Animal de Estimação
Sei que cada ser tem uma missão. A minha, por exemplo, é a de adotar animais velhos e debilitados. Fico vagando pelas ruas à procura da triste criatura. Já cuidei de vários, sempre um de cada vez. Meu modus operandi é simples. Fico com aquela cara de cachorro que caiu da mudança e, na maioria das vezes, o pobre se aproxima. Alguns dão mais trabalho para acompanhar, mas é só insistir e eles acabam por não resistirem aos meus encantos. Entretanto, não quero falar da morte daqueles que já estavam no fim e sim da grande tristeza que é a perda de um filhote.
Estava acompanhado pela mãe; era desprovido de pelos na cabeça. O cheiro da morte ao seu redor não deixava dúvida de que seu destino estava selado. Relutei. Mas como ignorar aqueles olhinhos amendoados brilharem para mim.
Aproximei-me sorrateiro e percebi uma expressão de sorriso enquanto se agitava. O animal maior era arredio e logo se afastou tentando levar a cria. Mas o pequeno não desistiu e deixando a mãe de lado veio em minha direção. Pouco depois estávamos chegando ao luxuoso prédio. Não era permitido animais. Enfim, o síndico sensibilizado com o estado do bichinho abriu uma exceção e consegui entrar com eles. Eu não tinha experiência com animais ainda na primeira muda dos dentes e precisava aprender. No início foi difícil, mas logo éramos amigos inseparáveis. Sua alegria era tão grande que por alguns meses se esqueceu da dor. Saíamos pelas ruas saltitantes e as outras crianças logo vinham em nossa direção. Deus! Como os amiguinhos gostavam dele...
O tempo foi passando e apesar do meu esforço era raro mantê-lo acordado, era administrado muitos remédios por conta das terríveis dores, e para piorar as coisas a mãe estava cada vez mais hostil. Assim sendo, passei a ter muito medo. Por mais que tentasse eu não conseguia entender o porquê ela não gostava de mim já que eu amava tanto o seu filhotinho.
Estava chovendo quando vi o anjo da morte entrar pela janela e a beira do leito pegá-lo pela mãozinha ossuda.

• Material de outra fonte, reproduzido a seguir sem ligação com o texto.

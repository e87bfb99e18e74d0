//! Filters describing which paths to delete.

pub mod pattern;

use anyhow::Context;
use serde::{Deserialize, Serialize};

pub use pattern::WildcardPattern;

fn default_recursive() -> bool {
    true
}

/// One user filter. Each filter resolves into exactly one path stream.
#[derive(Debug, Clone, PartialEq, Eq, Serialize, Deserialize)]
pub struct FilterSpec {
    pattern: String,
    #[serde(default, skip_serializing_if = "Vec::is_empty")]
    exclusions: Vec<String>,
    #[serde(default = "default_recursive")]
    recursive: bool,
    #[serde(default)]
    include_dependencies: bool,
    #[serde(default)]
    exclude_artifacts: bool,
}

impl FilterSpec {
    pub fn new(pattern: impl Into<String>) -> Self {
        Self {
            pattern: pattern.into(),
            exclusions: Vec::new(),
            recursive: default_recursive(),
            include_dependencies: false,
            exclude_artifacts: false,
        }
    }

    pub fn with_exclusions<I, P>(mut self, exclusions: I) -> Self
    where
        I: IntoIterator<Item = P>,
        P: Into<String>,
    {
        self.exclusions.extend(exclusions.into_iter().map(Into::into));
        self
    }

    pub fn recursive(mut self, recursive: bool) -> Self {
        self.recursive = recursive;
        self
    }

    pub fn include_dependencies(mut self, include: bool) -> Self {
        self.include_dependencies = include;
        self
    }

    pub fn exclude_artifacts(mut self, exclude: bool) -> Self {
        self.exclude_artifacts = exclude;
        self
    }

    pub fn pattern(&self) -> &str {
        &self.pattern
    }

    pub fn exclusions(&self) -> &[String] {
        &self.exclusions
    }

    pub fn is_recursive(&self) -> bool {
        self.recursive
    }

    pub fn includes_dependencies(&self) -> bool {
        self.include_dependencies
    }

    pub fn excludes_artifacts(&self) -> bool {
        self.exclude_artifacts
    }

    /// Compile the pattern and its exclusions.
    pub fn matcher(&self) -> anyhow::Result<FilterMatcher> {
        if self.pattern.trim().trim_matches('/').is_empty() {
            anyhow::bail!("Empty delete pattern");
        }
        let include = WildcardPattern::compile(&self.pattern, self.recursive)
            .with_context(|| format!("Invalid pattern: {}", self.pattern))?;
        // exclusions always match at any depth
        let exclusions = self
            .exclusions
            .iter()
            .map(|raw| {
                WildcardPattern::compile(raw, true)
                    .with_context(|| format!("Invalid exclusion: {raw}"))
            })
            .collect::<anyhow::Result<Vec<_>>>()?;
        Ok(FilterMatcher {
            include,
            exclusions,
        })
    }
}

/// Compiled form of a [`FilterSpec`].
#[derive(Debug, Clone)]
pub struct FilterMatcher {
    include: WildcardPattern,
    exclusions: Vec<WildcardPattern>,
}

impl FilterMatcher {
    pub fn matches(&self, path: &str) -> bool {
        self.include.is_match(path) && !self.is_excluded(path)
    }

    pub fn is_excluded(&self, path: &str) -> bool {
        self.exclusions.iter().any(|pattern| pattern.is_match(path))
    }
}

#[cfg(test)]
mod tests {
    use super::*;

    #[test]
    fn defaults() {
        let filter = FilterSpec::new("repo/*");
        assert!(filter.is_recursive());
        assert!(!filter.includes_dependencies());
        assert!(!filter.excludes_artifacts());
        assert!(filter.exclusions().is_empty());
    }

    #[test]
    fn exclusions_remove_matches() {
        let matcher = FilterSpec::new("repo/*")
            .with_exclusions(["*.pom", "repo/keep/"])
            .matcher()
            .unwrap();
        assert!(matcher.matches("repo/a.jar"));
        assert!(!matcher.matches("repo/a.pom"));
        assert!(!matcher.matches("repo/keep/x.jar"));
        assert!(matcher.matches("repo/keep"));
    }

    #[test]
    fn non_recursive_stays_at_one_level() {
        let matcher = FilterSpec::new("repo/*")
            .recursive(false)
            .matcher()
            .unwrap();
        assert!(matcher.matches("repo/a"));
        assert!(!matcher.matches("repo/a/b"));
    }

    #[test]
    fn empty_pattern_is_rejected() {
        let err = FilterSpec::new(" / ").matcher().unwrap_err();
        assert!(err.to_string().contains("Empty delete pattern"));
    }

    #[test]
    fn deserializes_with_defaults() {
        let filter: FilterSpec = serde_json::from_str(r#"{"pattern":"a/*"}"#).unwrap();
        assert_eq!(filter, FilterSpec::new("a/*"));
    }
}
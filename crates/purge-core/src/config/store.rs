//! Reading and updating purge.toml files.

use std::io::Write;
use std::path::{Path, PathBuf};

use anyhow::Context;
use tempfile::NamedTempFile;
use tracing::debug;

use super::{ConfigScope, PurgeConfig, merge_configs, parser, paths};

/// One purge.toml file.
#[derive(Debug, Clone)]
pub struct ConfigStore {
    config_path: PathBuf,
}

impl ConfigStore {
    /// The file for `scope` in the default locations.
    pub fn from_scope(scope: ConfigScope) -> anyhow::Result<Self> {
        Ok(ConfigLayers::discover()?.store(scope))
    }

    pub fn from_paths(scope: ConfigScope, global_dir: &Path, project_root: &Path) -> Self {
        Self::from_file(paths::config_path_for_scope(scope, global_dir, project_root))
    }

    pub fn from_file(config_path: impl Into<PathBuf>) -> Self {
        Self {
            config_path: config_path.into(),
        }
    }

    pub fn config_path(&self) -> &Path {
        &self.config_path
    }

    /// A missing file loads as the empty config.
    pub fn load(&self) -> anyhow::Result<PurgeConfig> {
        if !self.config_path.exists() {
            return Ok(PurgeConfig::default());
        }
        parser::parse_purge_toml(&self.config_path)
    }

    /// Load the file, apply `edit` and write the result back.
    ///
    /// Nothing is written if the edited config is invalid.
    pub fn update<F>(&self, edit: F) -> anyhow::Result<PurgeConfig>
    where
        F: FnOnce(&mut PurgeConfig),
    {
        let mut config = self.load()?;
        edit(&mut config);
        self.save(&config)?;
        Ok(config)
    }

    /// Replace the file with `config`.
    ///
    /// The new content goes to a temp file next to the target first, so a
    /// failed write leaves the old file in place.
    pub fn save(&self, config: &PurgeConfig) -> anyhow::Result<()> {
        config.validate()?;
        let content = parser::to_toml(config).context("Failed to serialize config to TOML")?;

        let dir = match self.config_path.parent() {
            Some(parent) if !parent.as_os_str().is_empty() => parent,
            _ => Path::new("."),
        };
        std::fs::create_dir_all(dir)
            .with_context(|| format!("Failed to create config directory: {}", dir.display()))?;

        let mut staged = NamedTempFile::new_in(dir)
            .with_context(|| format!("Failed to stage config in {}", dir.display()))?;
        staged
            .write_all(content.as_bytes())
            .context("Failed to write staged config")?;
        staged
            .persist(&self.config_path)
            .map_err(|e| e.error)
            .with_context(|| {
                format!("Failed to write config file: {}", self.config_path.display())
            })?;
        debug!(path = %self.config_path.display(), "saved config");
        Ok(())
    }
}

/// The global and project config files, read together.
#[derive(Debug, Clone)]
pub struct ConfigLayers {
    global_dir: PathBuf,
    project_root: PathBuf,
}

impl ConfigLayers {
    /// The per-user config directory and the current directory.
    pub fn discover() -> anyhow::Result<Self> {
        let global_dir = paths::default_global_dir()?;
        let project_root =
            std::env::current_dir().context("Failed to determine current directory")?;
        Ok(Self::new(global_dir, project_root))
    }

    pub fn new(global_dir: impl Into<PathBuf>, project_root: impl Into<PathBuf>) -> Self {
        Self {
            global_dir: global_dir.into(),
            project_root: project_root.into(),
        }
    }

    pub fn store(&self, scope: ConfigScope) -> ConfigStore {
        ConfigStore::from_paths(scope, &self.global_dir, &self.project_root)
    }

    /// Both layers merged, project values first.
    pub fn load_merged(&self) -> anyhow::Result<PurgeConfig> {
        let global = self.store(ConfigScope::Global).load()?;
        let project = self.store(ConfigScope::Project).load()?;
        Ok(merge_configs(
            Some(global),
            Some(project),
            &self.global_dir,
            &self.project_root,
        ))
    }
}
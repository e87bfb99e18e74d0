//! Purge Core Library
//!
//! Bulk deletion of paths from a repository store: each filter resolves to
//! a sorted path stream, the streams are merged, paths already covered by
//! a selected ancestor folder are dropped, and the remaining paths are
//! deleted with bounded concurrency.

pub mod commands;
pub mod config;
pub mod error;
pub mod filter;
pub mod pipeline;
pub mod remote;
pub mod stream;
pub mod types;

/// Re-exports of commonly used types
pub mod prelude {
    // Commands
    pub use crate::commands::{
        AssumeYes, DeleteCommand, DeleteConfirmer, DeleteOptions, DeleteReport,
    };

    // Configuration
    pub use crate::config::{ConfigLayers, ConfigScope, ConfigStore, PurgeConfig};

    // Errors
    pub use crate::error::{DeleteError, FatalExecutionError, PipelineError, StreamError};

    // Filters and records
    pub use crate::filter::FilterSpec;
    pub use crate::types::{ItemType, PathRecord};

    // Pipeline
    pub use crate::pipeline::{DeleteExecutor, DeletionOutcome, ExecutionReport};

    // Store collaborators
    pub use crate::remote::{FsStore, PathResolver, RemoteDeleter};

    // Streams
    pub use crate::stream::{PathSet, PathStream};
}
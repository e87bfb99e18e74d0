//! Configuration schema for purge.toml

use serde::{Deserialize, Serialize};
use std::path::PathBuf;

use crate::pipeline::DEFAULT_THREADS;
use crate::stream::DEFAULT_SPILL_THRESHOLD;

/// Root configuration structure for purge.toml
///
/// Every field is optional so a layer only overrides what it sets.
#[derive(Debug, Clone, Default, PartialEq, Eq, Serialize, Deserialize)]
pub struct PurgeConfig {
    /// Concurrent delete calls
    #[serde(default, skip_serializing_if = "Option::is_none")]
    pub threads: Option<usize>,

    /// Paths kept in memory before buffering to a temp file
    #[serde(default, skip_serializing_if = "Option::is_none")]
    pub spill_threshold: Option<usize>,

    /// Directory served as the store
    #[serde(default, skip_serializing_if = "Option::is_none")]
    pub store_root: Option<PathBuf>,

    #[serde(default, skip_serializing_if = "Option::is_none")]
    pub dry_run: Option<bool>,
}

impl PurgeConfig {
    pub fn threads_or_default(&self) -> usize {
        self.threads.unwrap_or(DEFAULT_THREADS)
    }

    pub fn spill_threshold_or_default(&self) -> usize {
        self.spill_threshold.unwrap_or(DEFAULT_SPILL_THRESHOLD)
    }

    pub fn dry_run_or_default(&self) -> bool {
        self.dry_run.unwrap_or(false)
    }

    /// True when no field is set.
    pub fn is_empty(&self) -> bool {
        *self == Self::default()
    }

    /// Take every field that `layer` sets.
    pub fn overlay(&mut self, layer: PurgeConfig) {
        if layer.threads.is_some() {
            self.threads = layer.threads;
        }
        if layer.spill_threshold.is_some() {
            self.spill_threshold = layer.spill_threshold;
        }
        if layer.store_root.is_some() {
            self.store_root = layer.store_root;
        }
        if layer.dry_run.is_some() {
            self.dry_run = layer.dry_run;
        }
    }

    pub fn validate(&self) -> anyhow::Result<()> {
        if self.threads == Some(0) {
            anyhow::bail!("Invalid configuration: 'threads' must be at least 1");
        }
        if self.spill_threshold == Some(0) {
            anyhow::bail!("Invalid configuration: 'spill_threshold' must be at least 1");
        }
        if let Some(root) = &self.store_root
            && root.as_os_str().is_empty()
        {
            anyhow::bail!("Invalid configuration: 'store_root' must not be empty");
        }
        Ok(())
    }
}

#[cfg(test)]
mod tests {
    use super::*;

    #[test]
    fn defaults_apply_when_unset() {
        let config = PurgeConfig::default();
        assert_eq!(config.threads_or_default(), 3);
        assert_eq!(config.spill_threshold_or_default(), DEFAULT_SPILL_THRESHOLD);
        assert!(!config.dry_run_or_default());
        assert!(config.validate().is_ok());
    }

    #[test]
    fn overlay_keeps_unset_fields() {
        let mut config = PurgeConfig {
            threads: Some(8),
            dry_run: Some(true),
            ..Default::default()
        };

        config.overlay(PurgeConfig {
            threads: Some(2),
            spill_threshold: Some(500),
            ..Default::default()
        });

        assert_eq!(config.threads, Some(2));
        assert_eq!(config.spill_threshold, Some(500));
        assert_eq!(config.dry_run, Some(true));
        assert!(!config.is_empty());
        assert!(PurgeConfig::default().is_empty());
    }

    #[test]
    fn zero_values_are_invalid() {
        let threads = PurgeConfig {
            threads: Some(0),
            ..Default::default()
        };
        assert!(threads.validate().unwrap_err().to_string().contains("threads"));

        let spill = PurgeConfig {
            spill_threshold: Some(0),
            ..Default::default()
        };
        assert!(spill.validate().unwrap_err().to_string().contains("spill_threshold"));
    }
}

Do meu canto fiquei apenas observando a triste separação do corpo e da alma.
Foi velado no salão do prédio. Pela choradeira parecia haver muita gente, crianças e adultos. Mas, o seu melhor amigo, a ingrata deixou preso no quarto. À medida em que o tempo passava, com o faro bastante apurado, eu podia sentir o cheiro das flores murchando. Jurei que mesmo ficando meses em um Canil Municipal arranjaria um jeito de fugir para entrar no cemitério e cavar mil sepulturas até lhe encontrar e ver aquele rostinho mesmo desfigurado só mais uma vez...
Eu já estava quase louco quando ouvi passos se aproximando da porta, e pelo cheiro sabia bem quem era. Preparei-me para fugir, mas ao entrar ela foi logo dizendo:
_ Venha, Caramelo. Vamos ver o nosso menino.
Chegamos bem próximos, lancei minhas patas peludas sobre a beirada do pequeno caixão e quando alguém tentou impedir ela disse:
_ Pode deixar, é do meu filho.
Não entendi, ele que era meu...
Para não me verem chorar feito cachorro novo saí correndo e passei esguio pelas grades que cercavam o bonito jardim. Quando parei exausto já estava pronto para continuar com a minha verdadeira missão, ou seja, adotar apenas animais velhos e debilitados.